- REQUIREMENT: Print each line of the listing once more, precisely as given.

- PROVIDED ENTRIES:
******************************

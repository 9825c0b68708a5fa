//! Shared UI components: layout frame, status bar, info panel and modal panels.

use ratatui::{
    layout::{Alignment, Constraint, Direction, Layout, Rect},
    style::{Color, Style},
    text::{Line, Span},
    widgets::{Block, Borders, Clear, Paragraph},
    Frame,
};

/// Info panels narrower than this are dropped to leave room for the play area.
const MIN_WIDTH_FOR_INFO_PANEL: u16 = 60;

/// Layout areas returned by `create_game_layout`.
pub struct GameLayout {
    /// Main content area - top left, inside outer border
    pub content: Rect,
    /// Status bar area (2 lines) - bottom left, inside outer border
    pub status_bar: Rect,
    /// Info panel area - right side, with its own border. Empty on narrow terminals.
    pub info_panel: Rect,
}

/// Create the game layout with outer border.
///
/// ```text
/// ┌─ Title ─────────────────────────┬─ Info ──────┐
/// │                                 │             │
/// │   [content area]                │  [info]     │
/// │                                 │             │
/// │ [status bar - 2 lines]          │             │
/// └─────────────────────────────────┴─────────────┘
/// ```
pub fn create_game_layout(
    frame: &mut Frame,
    area: Rect,
    title: &str,
    border_color: Color,
    info_panel_width: u16,
) -> GameLayout {
    frame.render_widget(Clear, area);

    let block = Block::default()
        .title(title)
        .borders(Borders::ALL)
        .border_style(Style::default().fg(border_color));

    let inner = block.inner(area);
    frame.render_widget(block, area);

    let info_width = if area.width >= MIN_WIDTH_FOR_INFO_PANEL {
        info_panel_width
    } else {
        0
    };

    // Horizontal split: content area (left) | info panel (right)
    let h_chunks = Layout::default()
        .direction(Direction::Horizontal)
        .constraints([Constraint::Min(10), Constraint::Length(info_width)])
        .split(inner);

    // Left side: content (top) + status bar (bottom 2 lines)
    let v_chunks = Layout::default()
        .direction(Direction::Vertical)
        .constraints([Constraint::Min(2), Constraint::Length(2)])
        .split(h_chunks[0]);

    GameLayout {
        content: v_chunks[0],
        status_bar: v_chunks[1],
        info_panel: h_chunks[1],
    }
}

/// Render a status bar (2 lines: status message + controls).
///
/// `controls` is a slice of (key, action) pairs, e.g. `[("[Space]", "Flap")]`.
pub fn render_status_bar(
    frame: &mut Frame,
    area: Rect,
    status_text: &str,
    status_color: Color,
    controls: &[(&str, &str)],
) {
    if area.height < 1 {
        return;
    }

    let status = Paragraph::new(status_text)
        .style(Style::default().fg(status_color))
        .alignment(Alignment::Center);
    frame.render_widget(status, Rect { height: 1, ..area });

    if area.height >= 2 && !controls.is_empty() {
        let mut spans = Vec::new();
        for (i, (key, action)) in controls.iter().enumerate() {
            if i > 0 {
                spans.push(Span::styled("  ", Style::default()));
            }
            spans.push(Span::styled(*key, Style::default().fg(Color::White)));
            spans.push(Span::styled(
                format!(" {}", action),
                Style::default().fg(Color::DarkGray),
            ));
        }

        let controls_line = Paragraph::new(Line::from(spans)).alignment(Alignment::Center);
        frame.render_widget(
            controls_line,
            Rect {
                y: area.y + 1,
                height: 1,
                ..area
            },
        );
    }
}

/// Render an info panel frame with standard " Info " title and DarkGray border.
///
/// Returns the inner Rect for content rendering.
pub fn render_info_panel_frame(frame: &mut Frame, area: Rect) -> Rect {
    let block = Block::default()
        .title(" Info ")
        .borders(Borders::ALL)
        .border_style(Style::default().fg(Color::DarkGray));
    let inner = block.inner(area);
    frame.render_widget(block, area);
    inner
}

/// Render a centered modal panel over `area`, shrinking to fit small areas.
///
/// Only the panel itself is cleared; whatever was drawn around it stays visible.
pub fn render_modal(frame: &mut Frame, area: Rect, border_color: Color, lines: Vec<Line>) {
    if area.width == 0 || area.height == 0 {
        return;
    }

    let content_width = lines.iter().map(|l| l.width()).max().unwrap_or(0) as u16;
    let modal_width = (content_width + 6).min(area.width);
    let modal_height = (lines.len() as u16 + 2).min(area.height);
    let x = area.x + (area.width - modal_width) / 2;
    let y = area.y + (area.height - modal_height) / 2;
    let modal_area = Rect::new(x, y, modal_width, modal_height);

    frame.render_widget(Clear, modal_area);

    let block = Block::default()
        .borders(Borders::ALL)
        .border_style(Style::default().fg(border_color));
    let inner = block.inner(modal_area);
    frame.render_widget(block, modal_area);

    let text = Paragraph::new(lines).alignment(Alignment::Center);
    frame.render_widget(text, inner);
}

******************************

- OUTPUT:
repository 9825c0b68708a5fa
//! Shared UI components: layout frame, status bar, info panel and modal panels.

use ratatui::{
    layout::{Alignment, Constraint, Direction, Layout, Rect},
    style::{Color, Style},
    text::{Line, Span},
    widgets::{Block, Borders, Clear, Paragraph},
    Frame,
};

/// Info panels narrower than this are dropped to leave room for the play area.
const MIN_WIDTH_FOR_INFO_PANEL: u16 = 60;

/// Layout areas returned by `create_game_layout`.
pub struct GameLayout {
    /// Main content area - top left, inside outer border
    pub content: Rect,
    /// Status bar area (2 lines) - bottom left, inside outer border
    pub status_bar: Rect,
    /// Info panel area - right side, with its own border. Empty on narrow terminals.
    pub info_panel: Rect,
}

/// Create the game layout with outer border.
///
/// ```text
/// ┌─ Title ─────────────────────────┬─ Info ──────┐
/// │                                 │             │
/// │   [content area]                │  [info]     │
/// │                                 │             │
/// │ [status bar - 2 lines]          │             │
/// └─────────────────────────────────┴─────────────┘
/// ```
pub fn create_game_layout(
    frame: &mut Frame,
    area: Rect,
    title: &str,
    border_color: Color,
    info_panel_width: u16,
) -> GameLayout {
    frame.render_widget(Clear, area);

    let block = Block::default()
        .title(title)
        .borders(Borders::ALL)
        .border_style(Style::default().fg(border_color));

    let inner = block.inner(area);
    frame.render_widget(block, area);

    let info_width = if area.width >= MIN_WIDTH_FOR_INFO_PANEL {
        info_panel_width
    } else {
        0
    };

    // Horizontal split: content area (left) | info panel (right)
    let h_chunks = Layout::default()
        .direction(Direction::Horizontal)
        .constraints([Constraint::Min(10), Constraint::Length(info_width)])
        .split(inner);

    // Left side: content (top) + status bar (bottom 2 lines)
    let v_chunks = Layout::default()
        .direction(Direction::Vertical)
        .constraints([Constraint::Min(2), Constraint::Length(2)])
        .split(h_chunks[0]);

    GameLayout {
        content: v_chunks[0],
        status_bar: v_chunks[1],
        info_panel: h_chunks[1],
    }
}

/// Render a status bar (2 lines: status message + controls).
///
/// `controls` is a slice of (key, action) pairs, e.g. `[("[Space]", "Flap")]`.
pub fn render_status_bar(
    frame: &mut Frame,
    area: Rect,
    status_text: &str,
    status_color: Color,
    controls: &[(&str, &str)],
) {
    if area.height < 1 {
        return;
    }

    let status = Paragraph::new(status_text)
        .style(Style::default().fg(status_color))
        .alignment(Alignment::Center);
    frame.render_widget(status, Rect { height: 1, ..area });

    if area.height >= 2 && !controls.is_empty() {
        let mut spans = Vec::new();
        for (i, (key, action)) in controls.iter().enumerate() {
            if i > 0 {
                spans.push(Span::styled("  ", Style::default()));
            }
            spans.push(Span::styled(*key, Style::default().fg(Color::White)));
            spans.push(Span::styled(
                format!(" {}", action),
                Style::default().fg(Color::DarkGray),
            ));
        }

        let controls_line = Paragraph::new(Line::from(spans)).alignment(Alignment::Center);
        frame.render_widget(
            controls_line,
            Rect {
                y: area.y + 1,
                height: 1,
                ..area
            },
        );
    }
}

/// Render an info panel frame with standard " Info " title and DarkGray border.
///
/// Returns the inner Rect for content rendering.
pub fn render_info_panel_frame(frame: &mut Frame, area: Rect) -> Rect {
    let block = Block::default()
        .title(" Info ")
        .borders(Borders::ALL)
        .border_style(Style::default().fg(Color::DarkGray));
    let inner = block.inner(area);
    frame.render_widget(block, area);
    inner
}

/// Render a centered modal panel over `area`, shrinking to fit small areas.
///
/// Only the panel itself is cleared; whatever was drawn around it stays visible.
pub fn render_modal(frame: &mut Frame, area: Rect, border_color: Color, lines: Vec<Line>) {
    if area.width == 0 || area.height == 0 {
        return;
    }

    let content_width = lines.iter().map(|l| l.width()).max().unwrap_or(0) as u16;
    let modal_width = (content_width + 6).min(area.width);
    let modal_height = (lines.len() as u16 + 2).min(area.height);
    let x = area.x + (area.width - modal_width) / 2;
    let y = area.y + (area.height - modal_height) / 2;
    let modal_area = Rect::new(x, y, modal_width, modal_height);

    frame.render_widget(Clear, modal_area);

    let block = Block::default()
        .borders(Borders::ALL)
        .border_style(Style::default().fg(border_color));
    let inner = block.inner(modal_area);
    frame.render_widget(block, modal_area);

    let text = Paragraph::new(lines).alignment(Alignment::Center);
    frame.render_widget(text, inner);
}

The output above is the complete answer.